ADDENDUM 5/9/18 2:45PM:

For Peter Reilly's discussion of the district court opinion, with some helpful background on Laron's promoter activities and misconduct, see Peter J. Reilly, Tax Shelter Guru Gets $60 Million IRS Penalty And No Day In Court (Forbes 1/7/17), here.

Sunday, April 22, 2018

Michael Little, British/US Lawyer, Convicted for Offshore Account Enabler and Personal Income Tax Charges (4/22/18)

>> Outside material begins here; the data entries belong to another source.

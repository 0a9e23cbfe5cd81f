//! Storage collaborator contracts.
//!
//! The engine only talks to storage through [`FrameStore`] and [`ImageStore`]. Both
//! are synchronous; async callers run them on the blocking pool.

use serde::{Deserialize, Serialize};
use thiserror::Error;

use super::types::{Frame, ImageAttachment, SearchMode};

#[derive(Debug, Error)]
pub enum StoreError {
    /// The full-text backend rejected the query expression.
    #[error("malformed full-text query: {0}")]
    MalformedQuery(String),
    #[error("invalid cursor: {0}")]
    InvalidCursor(String),
    #[error("database error: {0}")]
    Database(#[from] rusqlite::Error),
    #[error("serialization error: {0}")]
    Serialization(#[from] serde_json::Error),
    #[error("store lock poisoned")]
    Poisoned,
    #[error("{0}")]
    Backend(String),
}

/// Store-native pagination request.
#[derive(Debug, Clone)]
pub struct ListOptions {
    pub limit: usize,
    pub cursor: Option<String>,
}

#[derive(Debug, Clone, PartialEq, Serialize, Deserialize)]
pub struct PageInfo {
    pub limit: usize,
    #[serde(rename = "nextCursor")]
    pub next_cursor: Option<String>,
    #[serde(rename = "hasMore")]
    pub has_more: bool,
}

#[derive(Debug, Clone, PartialEq, Serialize, Deserialize)]
pub struct ListOrder {
    pub by: String,
    pub direction: String,
}

impl ListOrder {
    /// Newest first.
    pub fn timestamp_desc() -> Self {
        Self {
            by: "timestamp".into(),
            direction: "desc".into(),
        }
    }
}

#[derive(Debug, Clone)]
pub struct FramePage {
    pub frames: Vec<Frame>,
    pub page: PageInfo,
    pub order: ListOrder,
}

/// A full-text request: whitespace-split terms combined per `mode`.
#[derive(Debug, Clone)]
pub struct FtsQuery {
    pub terms: Vec<String>,
    pub mode: SearchMode,
    pub limit: usize,
}

pub trait FrameStore: Send + Sync {
    /// Insert or replace a frame (and its full-text entry).
    fn save_frame(&self, frame: &Frame) -> Result<(), StoreError>;

    fn get_frame_by_id(&self, id: &str) -> Result<Option<Frame>, StoreError>;

    /// Returns `true` if a frame was removed.
    fn delete_frame(&self, id: &str) -> Result<bool, StoreError>;

    /// Newest-first page of frames.
    fn list_frames(&self, options: &ListOptions) -> Result<FramePage, StoreError>;

    /// Full-text search over reference point, summary caption and keywords.
    fn search_frames(&self, query: &FtsQuery) -> Result<Vec<Frame>, StoreError>;

    fn frame_count(&self) -> Result<u64, StoreError>;

    fn close(&self) -> Result<(), StoreError> {
        Ok(())
    }
}

pub trait ImageStore: Send + Sync {
    /// Persist one attachment for `frame_id`; returns the new image id.
    fn store_image(&self, frame_id: &str, image: &ImageAttachment) -> Result<String, StoreError>;

    /// Remove every image attached to `frame_id`.
    fn delete_images_for_frame(&self, frame_id: &str) -> Result<usize, StoreError>;

    fn image_count(&self) -> Result<u64, StoreError>;
}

I have previously posted on the prosecution of Michael Little, a UK barrister, U.S. lawyer and U.S. citizen.  Little was an enabler for U.S. persons evading U.S. tax liabilities and FBAR reporting requirements.  I list the significant prior blogs at the end of this blog.  In the second superseding indictment, here, Little was indicted for one count of tax obstruction (§ 7212(a), six counts of failure to file his own income tax return (§ 7203), one count of failure to file FBAR (31 USC § 5314 & 5322(a); CFR §§ 103.24, 103.27(c,d) and 103.59(b); and 2 USC § 2), one count of defraud / Klein conspiracy (18 USC § 371), and ten counts of aiding and assisting (§ 7206(2)).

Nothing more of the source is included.